Problem description
Report the number of lines in the records below that contain the word "Option", and nothing more.

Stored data
# # # # #

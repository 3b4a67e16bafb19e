//! WebChat adapter: an embeddable HTTP chat endpoint. Replies ride back
//! in the webhook response; there is no separate outbound path.

use async_trait::async_trait;
use chrono::Utc;

use crate::channel::Channel;
use crate::types::{Direction, GatewayMessage, InboundRequest, SendOutcome};
use meridian_core::types::MessageId;

pub struct WebChatChannel {
    api_key: String,
    allowed_origins: Vec<String>,
}

impl WebChatChannel {
    pub fn new(config: &serde_json::Value) -> Self {
        let get = |key: &str, env: &str| -> String {
            config
                .get(key)
                .and_then(|v| v.as_str())
                .map(|s| s.to_string())
                .or_else(|| std::env::var(env).ok())
                .unwrap_or_default()
        };
        let allowed_origins = get("allowed_origins", "GATEWAY_WEBCHAT_ALLOWED_ORIGINS")
            .split(',')
            .map(|s| s.trim().to_string())
            .filter(|s| !s.is_empty())
            .collect();
        Self {
            api_key: get("api_key", "GATEWAY_WEBCHAT_API_KEY"),
            allowed_origins,
        }
    }
}

#[async_trait]
impl Channel for WebChatChannel {
    fn name(&self) -> &str {
        "webchat"
    }

    fn configured(&self) -> bool {
        // No credentials required; the widget works out of the box.
        true
    }

    fn validate(&self, request: &InboundRequest) -> bool {
        if !self.api_key.is_empty() {
            let auth = request
                .header("authorization")
                .unwrap_or("")
                .trim_start_matches("Bearer ");
            if auth != self.api_key {
                return false;
            }
        }
        if !self.allowed_origins.is_empty() {
            if let Some(origin) = request.header("origin") {
                if !origin.is_empty() && !self.allowed_origins.iter().any(|o| o == origin) {
                    return false;
                }
            }
        }
        true
    }

    fn parse_inbound(&self, request: &InboundRequest) -> Option<GatewayMessage> {
        let data = &request.body;
        let text = data
            .get("message")
            .or_else(|| data.get("text"))
            .and_then(|v| v.as_str())?
            .trim()
            .to_string();
        if text.is_empty() {
            return None;
        }

        let session_id = data
            .get("session_id")
            .or_else(|| data.get("user_id"))
            .and_then(|v| v.as_str())
            .unwrap_or("anonymous")
            .to_string();

        Some(GatewayMessage {
            id: MessageId::new(),
            channel: "webchat".to_string(),
            direction: Direction::Inbound,
            sender_id: session_id.clone(),
            sender_display_name: data.get("name").and_then(|v| v.as_str()).map(String::from),
            text,
            timestamp: Utc::now(),
            channel_metadata: serde_json::json!({
                "session_id": session_id,
                "page_url": data.get("page_url").and_then(|v| v.as_str()).unwrap_or(""),
                "user_agent": request.header("user-agent").unwrap_or(""),
            }),
            raw_payload: data.clone(),
        })
    }

    async fn send(
        &self,
        _recipient_id: &str,
        _text: &str,
        _metadata: Option<&serde_json::Value>,
    ) -> SendOutcome {
        // Synchronous channel: the reply is the webhook response.
        SendOutcome::ok()
    }

    fn format_webhook_response(
        &self,
        response_text: &str,
        inbound: &GatewayMessage,
    ) -> serde_json::Value {
        serde_json::json!({
            "response": response_text,
            "session_id": inbound.sender_id,
            "timestamp": Utc::now().to_rfc3339(),
        })
    }
}

#[cfg(test)]
mod tests {
    use super::*;

    #[test]
    fn parses_message_or_text_field() {
        let ch = WebChatChannel::new(&serde_json::json!({}));
        let a = ch
            .parse_inbound(&InboundRequest::from_json(
                serde_json::json!({"message": "hi", "session_id": "s1"}),
            ))
            .unwrap();
        assert_eq!(a.text, "hi");
        assert_eq!(a.sender_id, "s1");

        let b = ch
            .parse_inbound(&InboundRequest::from_json(
                serde_json::json!({"text": "yo", "user_id": "u7"}),
            ))
            .unwrap();
        assert_eq!(b.sender_id, "u7");
    }

    #[test]
    fn anonymous_fallback_sender() {
        let ch = WebChatChannel::new(&serde_json::json!({}));
        let msg = ch
            .parse_inbound(&InboundRequest::from_json(serde_json::json!({"message": "hi"})))
            .unwrap();
        assert_eq!(msg.sender_id, "anonymous");
    }

    #[test]
    fn api_key_validation() {
        let ch = WebChatChannel::new(&serde_json::json!({"api_key": "k1"}));
        let good = InboundRequest::from_json(serde_json::json!({}))
            .with_header("Authorization", "Bearer k1");
        let bad = InboundRequest::from_json(serde_json::json!({}))
            .with_header("Authorization", "Bearer nope");
        assert!(ch.validate(&good));
        assert!(!ch.validate(&bad));
    }

    #[test]
    fn sync_reply_carries_session() {
        let ch = WebChatChannel::new(&serde_json::json!({}));
        let msg = GatewayMessage::inbound("webchat", "s1", "hi");
        let reply = ch.format_webhook_response("hello!", &msg);
        assert_eq!(reply["response"], "hello!");
        assert_eq!(reply["session_id"], "s1");
        assert!(!ch.wants_async_reply());
    }

    #[test]
    fn empty_message_is_skipped() {
        let ch = WebChatChannel::new(&serde_json::json!({}));
        assert!(ch
            .parse_inbound(&InboundRequest::from_json(serde_json::json!({"message": "  "})))
            .is_none());
    }
}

# # # # #

Result for this exercise
2